API: Oil and gas industry drives U.S. economic gains
The final U.S. trade report for 2014 demonstrates the power of U.S. oil and natural gas production to drive economic gains, a trend that could accelerate under free trade policies, said API Chief Economist John Felmy.
From 2013 to 2014, imports fell by $35.6 billion while exports rose by $8.1 billion among petroleum and petroleum products.
“The U.S. energy revolution has transformed our trade balance, both in terms of driving down imports and driving up exports,” said Felmy.

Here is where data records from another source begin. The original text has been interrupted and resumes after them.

/// Total SSD anchors for the 192x192 palm detector.
pub const NUM_ANCHORS: usize = 2016;

// (stride, anchors per feature-map cell). Stride 16 is shared by three layers
// with two anchors each.
const LAYERS: &[(u32, usize)] = &[(8, 2), (16, 6)];

/// Normalized `[cx, cy]` anchor centers in the order the model emits scores.
pub fn generate_anchors(input_size: u32) -> Vec<[f32; 2]> {
    let mut anchors = Vec::with_capacity(NUM_ANCHORS);
    for &(stride, per_cell) in LAYERS {
        let cells = input_size.div_ceil(stride);
        for y in 0..cells {
            let cy = (y as f32 + 0.5) / cells as f32;
            for x in 0..cells {
                let cx = (x as f32 + 0.5) / cells as f32;
                anchors.extend(std::iter::repeat_n([cx, cy], per_cell));
            }
        }
    }
    anchors
}

#[cfg(test)]
mod tests {
    use super::*;
    use crate::pipeline::detector::common::PALM_INPUT_SIZE;

    #[test]
    fn palm_input_yields_expected_anchor_count() {
        let anchors = generate_anchors(PALM_INPUT_SIZE);
        assert_eq!(anchors.len(), NUM_ANCHORS);
    }

    #[test]
    fn anchors_are_cell_centers() {
        let anchors = generate_anchors(PALM_INPUT_SIZE);
        assert_eq!(anchors[0], [0.5 / 24.0, 0.5 / 24.0]);
        assert_eq!(anchors[1], anchors[0]);
        assert_eq!(anchors[2], [1.5 / 24.0, 0.5 / 24.0]);
        assert_eq!(anchors[1152], [0.5 / 12.0, 0.5 / 12.0]);
        assert_eq!(anchors[NUM_ANCHORS - 1], [11.5 / 12.0, 11.5 / 12.0]);
    }
}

The United States are importing less oil than at any time in nearly 30 years. Growth in the U.S. oil and natural gas industry served as the central pillar of U.S. strength in the international market last year, helping to offset categories of trade where U.S. businesses lost ground.
“Unfortunately, there’s a limit to how much we can grow as an energy superpower if U.S. oil and natural gas producers aren’t able to access the global market. We have every reason to protect and accelerate America’s growth by lifting outdated export restrictions,” Felmy added.
He said that U.S. competitors overseas recognize that energy exports are a source of economic strength and are working to protect their market share. For the U.S. to grow as an energy leader, policymakers must embrace free trade, accelerate permits to export liquefied natural gas, and lift 1970s restrictions on crude oil.